Francisco Salvatierra
Comunidad de Yauli, Huancavelica, Perú

No podemos llevar una papa enferma. Tiene remedio la papa. Abrimos un surco, y limpiamos desde el cuello de la papa. Así evitamos que el agua se empoza en la papa. No hay contaminación si levantamos la tierra y vemos las raíces. Cuando la hoja se quema por el frío ya no hay producción. La hoja se ennegrece. Se pone dura.  Si viene (la enfermedad) lo botamos. Y si viene otra vez hacemos fogata y se va la enfermedad.  Le pedimos a Dios en ayunas dos o tres días y no le va a pasar nada a la papa. Nosotros cuidamos la papa desde la siembra hasta cosechar. Para sembrar tengo que preparar todo. Tú ya sabes en que momento llueve. O tu cuerpo ya siente. Nos preparamos con ají, azúcar y coca. Y eso se secan. El azúcar se cae. Por acá o por allá puede brotar.  Con eso ya sé que puede amanecer despejado y de ahí nos organizamos. Y analizamos cómo esta todo. Y hacemos fogata al medio día.
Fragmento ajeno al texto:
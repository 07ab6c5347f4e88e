/*
 *
 *
 *
 *
 * MIT License
 * Copyright (c) 2025. Dwight J. Browne
 * dwight[-at-]dwightjbrowne[-dot-]com
 *
 *
 * Permission is hereby granted, free of charge, to any person obtaining a copy
 * of this software and associated documentation files (the "Software"), to deal
 * in the Software without restriction, including without limitation the rights
 * to use, copy, modify, merge, publish, distribute, sublicense, and/or sell
 * copies of the Software, and to permit persons to whom the Software is
 * furnished to do so, subject to the following conditions:
 *
 * The above copyright notice and this permission notice shall be included in all
 * copies or substantial portions of the Software.
 *
 * THE SOFTWARE IS PROVIDED "AS IS", WITHOUT WARRANTY OF ANY KIND, EXPRESS OR
 * IMPLIED, INCLUDING BUT NOT LIMITED TO THE WARRANTIES OF MERCHANTABILITY,
 * FITNESS FOR A PARTICULAR PURPOSE AND NONINFRINGEMENT. IN NO EVENT SHALL THE
 * AUTHORS OR COPYRIGHT HOLDERS BE LIABLE FOR ANY CLAIM, DAMAGES OR OTHER
 * LIABILITY, WHETHER IN AN ACTION OF CONTRACT, TORT OR OTHERWISE, ARISING FROM,
 * OUT OF OR IN CONNECTION WITH THE SOFTWARE OR THE USE OR OTHER DEALINGS IN THE
 * SOFTWARE.
 */

//! Binance coin configuration adapter.

use crate::error::{CollectorError, CollectorResult};
use crate::providers::AdapterContext;
use crate::traits::ExchangeAdapter;
use async_trait::async_trait;
use dw_core::ExchangeId;
use dw_models::de::text;
use dw_models::{ChainEntry, ChainStatus, ExchangeEntry, TokenRecord, TokenSet};
use serde::Deserialize;
use serde_json::Value;
use tracing::{debug, info};

/// Binance adapter. The listing has one item per coin with a network list.
pub struct BinanceAdapter {
  ctx: AdapterContext,
}

/// Binance answers errors with an object instead of the usual array.
#[derive(Debug, Deserialize)]
#[serde(untagged)]
enum BinanceReply {
  Coins(Vec<BinanceCoin>),
  Error {
    #[serde(default, deserialize_with = "text")]
    code: String,
    #[serde(default, deserialize_with = "text")]
    msg: String,
  },
}

#[derive(Debug, Deserialize)]
#[serde(rename_all = "camelCase")]
struct BinanceCoin {
  #[serde(default, deserialize_with = "text")]
  coin: String,
  #[serde(default, deserialize_with = "text")]
  name: String,
  #[serde(default)]
  network_list: Option<Vec<BinanceNetwork>>,
}

#[derive(Debug, Deserialize)]
#[serde(rename_all = "camelCase")]
struct BinanceNetwork {
  #[serde(default, deserialize_with = "text")]
  network: String,
  deposit_enable: Option<Value>,
  withdraw_enable: Option<Value>,
  #[serde(default, deserialize_with = "text")]
  contract_address: String,
  #[serde(default, deserialize_with = "text")]
  min_withdraw_amount: String,
  #[serde(default, deserialize_with = "text")]
  withdraw_min: String,
  #[serde(default, deserialize_with = "text")]
  withdraw_fee: String,
}

impl BinanceAdapter {
  pub fn new(ctx: AdapterContext) -> Self {
    Self { ctx }
  }
}

#[async_trait]
impl ExchangeAdapter for BinanceAdapter {
  fn exchange(&self) -> ExchangeId {
    ExchangeId::Binance
  }

  async fn fetch_tokens(&self) -> CollectorResult<Vec<TokenRecord>> {
    let body = self.ctx.fetch_listing(ExchangeId::Binance).await?;
    let tokens = parse(&body)?;
    info!("Successfully processed {} tokens from Binance", tokens.len());
    Ok(tokens)
  }
}

/// Map a Binance `/sapi/v1/capital/config/getall` body.
///
/// Each coin item becomes its own `Binance` entry, even when a symbol repeats.
pub fn parse(body: &str) -> CollectorResult<Vec<TokenRecord>> {
  let coins = match serde_json::from_str::<BinanceReply>(body)? {
    BinanceReply::Coins(coins) => coins,
    BinanceReply::Error { code, msg } => {
      return Err(CollectorError::ApiError { exchange: ExchangeId::Binance, code, message: msg });
    }
  };
  debug!("Binance returned {} coins", coins.len());

  let name = ExchangeId::Binance.display_name();
  let mut tokens = TokenSet::new();
  for coin in coins {
    let mut entry = ExchangeEntry::new(name);
    for network in coin.network_list.unwrap_or_default() {
      let min_withdraw = if network.min_withdraw_amount.is_empty() {
        network.withdraw_min
      } else {
        network.min_withdraw_amount
      };
      entry.chains.push(ChainEntry {
        chain: network.network,
        deposit_status: ChainStatus::from_enabled(network.deposit_enable.as_ref()),
        withdraw_status: ChainStatus::from_enabled(network.withdraw_enable.as_ref()),
        contract_address: network.contract_address,
        min_withdraw,
        withdraw_fee: network.withdraw_fee,
      });
    }
    tokens.push_exchange(&coin.coin, &coin.name, entry);
  }

  Ok(tokens.into_vec())
}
Con el humo ya no viene la enfermedad.

AGUAPAN es una iniciativa de base para que los agricultores custodios tengan autorrepresentación, formada en 2012. Se espera que el grupo crezca a 100 agricultores custodios y comunidades ubicadas en siete departamentos peruanos (Ancash, Ayacucho, Cerro de Pasco, Huánuco, Huancavelica, Lima y Junín). Sus miembros se reúnen anualmente para intercambiar ideas, mejores prácticas, semillas de variedades locales y decidir cómo se invierten los fondos en la distribución directa de beneficios.